The authors go on to propose a well-packed 3-chain coiled structure. The authors consider 3
possibilities for the group that is packed closest to the core: the phosphates, the sugars, or the bases.
The authors dismiss the possibility of packing the sugars or the bases near the core for reasons that
are not well explained. I feel that it would be important to discuss the geometries that were considered
and the problems that were found.
The preferred model proposed by the authors has the phosphates packed near the core of the
helix. The authors find that the phosphates in this model can be linked by the ribose moieties, but that
there remain steric clashes and a distortion of the phosphate groups that would render this a fairly
high energy conformation. It certainly does not seem to be the sort of elegant structure that one would
expect for the fundamental building block of life. Would such a structure be expected to form
spontaneously? Particularly troubling for me is the fact that the phosphates are inaccessible to
divalent cations, and one would expect that divalent cations would actually inhibit the formation of this
structure. I believe this prediction is at odds with the known before of sodium thymonucleate.
One nice feature of this model is that, by positioning the bases on the outside of the helix, it does
provide a clear mechanism by which proteins could recognize specific sequences of DNA. If the bases
were directed towards the inside, it is less clear how this recognition could be achieved.
Overall, I find this proposed structure to be intriguing and thought-provoking.
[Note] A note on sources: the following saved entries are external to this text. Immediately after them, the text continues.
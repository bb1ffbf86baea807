/// Environment variable that overrides [`RenderOpts::instruction_budget`] defaults.
pub const INSTRUCTION_BUDGET_ENV: &str = "FIRTREE_INSTRUCTION_BUDGET";

const DEFAULT_INSTRUCTION_BUDGET: u64 = 1_000_000;
const DEFAULT_MAX_GRAPH_DEPTH: usize = 64;

/// Limits applied while evaluating sampler graphs.
#[derive(Clone, Copy, Debug, PartialEq, Eq, serde::Serialize, serde::Deserialize)]
#[serde(default)]
pub struct RenderOpts {
    /// Maximum VM instructions per kernel invocation, including nested helper calls.
    pub instruction_budget: u64,
    /// Maximum sampler nesting depth accepted when planning a graph.
    pub max_graph_depth: usize,
}

impl Default for RenderOpts {
    fn default() -> Self {
        let instruction_budget = std::env::var(INSTRUCTION_BUDGET_ENV)
            .ok()
            .and_then(|v| v.trim().parse::<u64>().ok())
            .filter(|&v| v > 0)
            .unwrap_or(DEFAULT_INSTRUCTION_BUDGET);
        Self {
            instruction_budget,
            max_graph_depth: DEFAULT_MAX_GRAPH_DEPTH,
        }
    }
}

impl RenderOpts {
    /// Replace the per-invocation instruction budget.
    pub fn with_instruction_budget(mut self, budget: u64) -> Self {
        self.instruction_budget = budget;
        self
    }

    /// Replace the maximum graph depth.
    pub fn with_max_graph_depth(mut self, depth: usize) -> Self {
        self.max_graph_depth = depth;
        self
    }
}

#[cfg(test)]
#[path = "../../tests/unit/render/opts.rs"]
mod tests;
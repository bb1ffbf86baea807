use crate::language::compile_source;
use crate::language::types::{KernelTarget, Type};

fn err(src: &str) -> String {
    compile_source(src).unwrap_err().message
}

#[test]
fn compiles_argument_schema_in_order() {
    let p = compile_source(
        "kernel vec4 k(int arg1, static float arg2, sampler src, __color tint) {\n\
           return tint * float(arg1) * arg2 + sample(src, samplerCoord(src));\n\
         }",
    )
    .unwrap();
    assert_eq!(p.kernel_name(), "k");
    assert_eq!(p.target(), KernelTarget::Normal);
    let specs: Vec<_> = p
        .arguments()
        .iter()
        .map(|a| (a.name.as_str(), a.ty, a.is_static))
        .collect();
    assert_eq!(
        specs,
        vec![
            ("arg1", Type::Int, false),
            ("arg2", Type::Float, true),
            ("src", Type::Sampler, false),
            ("tint", Type::Color, false),
        ]
    );
    assert!(p.arguments()[2].is_sampler());
}

#[test]
fn unknown_function_is_a_single_diagnostic() {
    let d = compile_source(
        "kernel vec4 k() { int a = doesNotExist(); return vec4(1,0,0,1); }",
    )
    .unwrap_err();
    assert_eq!(d.line, 1);
    assert!(d.message.contains("undeclared function 'doesNotExist'"));
    assert!(d.to_string().starts_with("1:"));
}

#[test]
fn kernel_tagging_rules() {
    assert!(err("vec4 f() { return vec4(0.0); }").contains("no function tagged 'kernel'"));
    assert!(
        err("kernel vec4 a() { return vec4(0.0); } kernel vec4 b() { return vec4(0.0); }")
            .contains("multiple kernel functions")
    );
    assert!(err("kernel float k() { return 1.0; }").contains("must return vec4"));
    assert!(err("kernel __reduce vec4 k() { return vec4(0.0); }").contains("must return void"));
}

#[test]
fn emit_requires_reduce_target() {
    assert!(
        err("kernel vec4 k() { emit(vec4(0.0)); return vec4(0.0); }")
            .contains("only allowed in the body of a __reduce kernel")
    );
    let p = compile_source("kernel __reduce void k() { emit(vec4(destCoord(), 1, 0)); }").unwrap();
    assert_eq!(p.target(), KernelTarget::Reduce);
}

#[test]
fn type_errors_are_reported() {
    assert!(err("kernel vec4 k() { vec2 a = vec3(1.0); return vec4(0.0); }").contains("initializer has type vec3"));
    assert!(err("kernel vec4 k() { int i = 1.5; return vec4(0.0); }").contains("but int was expected"));
    assert!(err("kernel vec4 k() { return vec4(1.0, 2.0); }").contains("needs 4 components"));
    assert!(err("kernel vec4 k() { if (1.0) { } return vec4(0.0); }").contains("condition must be bool"));
    assert!(err("kernel vec4 k() { vec2 a = vec2(0.0) + vec3(0.0); return vec4(0.0); }").contains("cannot be applied"));
    assert!(err("kernel vec4 k() { return vec4(x); }").contains("undeclared identifier 'x'"));
    assert!(err("kernel vec4 k() { break; return vec4(0.0); }").contains("outside of a loop"));
}

#[test]
fn swizzle_rules() {
    assert!(err("kernel vec4 k() { vec2 p = vec2(0.0); p.xx = vec2(1.0); return vec4(0.0); }").contains("repeats"));
    assert!(err("kernel vec4 k() { vec2 p = vec2(0.0); float z = p.z; return vec4(0.0); }").contains("out of range"));
    assert!(err("kernel vec4 k() { vec4 p = vec4(0.0); vec2 q = p.xg; return vec4(0.0); }").contains("cannot mix"));
    assert!(compile_source("kernel vec4 k() { vec4 c = vec4(0.0); c.rgb = c.bgr; return c.abgr; }").is_ok());
}

#[test]
fn assignments_respect_const_and_samplers() {
    assert!(err("kernel vec4 k() { const float a = 1.0; a = 2.0; return vec4(a); }").contains("const"));
    assert!(err("kernel vec4 k(sampler s) { s = s; return vec4(0.0); }").contains("cannot assign to sampler"));
}

#[test]
fn functions_must_be_defined_before_use() {
    assert!(
        err("kernel vec4 k() { return vec4(later()); } float later() { return 1.0; }")
            .contains("undeclared function 'later'")
    );
    assert!(err("float sin(float x) { return x; } kernel vec4 k() { return vec4(0.0); }").contains("builtin"));
}

#[test]
fn diagnostics_locate_lines() {
    let d = compile_source("kernel vec4 k() {\n  float a = 1.0;\n  return vec4(b);\n}").unwrap_err();
    assert_eq!((d.line, d.column), (3, 15));
}

#[test]
fn ir_dump_lists_functions_and_ops() {
    let p = compile_source(
        "float twice(float x) { return 2.0 * x; }\n\
         kernel vec4 k(static float a) { return vec4(twice(a)); }",
    )
    .unwrap();
    let dump = p.to_string();
    assert!(dump.contains("float twice(float)"));
    assert!(dump.contains("kernel vec4 k(float)"));
    assert!(dump.contains("call twice/1"));
    assert!(p.op_count() > 0);
}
However, there are
clearly several fundamental problems with this model that suggest to me that it is unlikely to be the
correct structure of DNA. My recommendation is that the this manuscript be accepted after minor
revisions. Specifically I would like them to address the comments included in the text above, and also
add a concluding paragraph in which both the strengths and weaknesses of their model are clearly
spelled out. The inclusion of such a summary paragraph will allow readers, expert and non-expert
alike, to better place this model in the proper context. In this way, it make act to stimulate others to
propose better models and finally answer the most fundamental question in biology.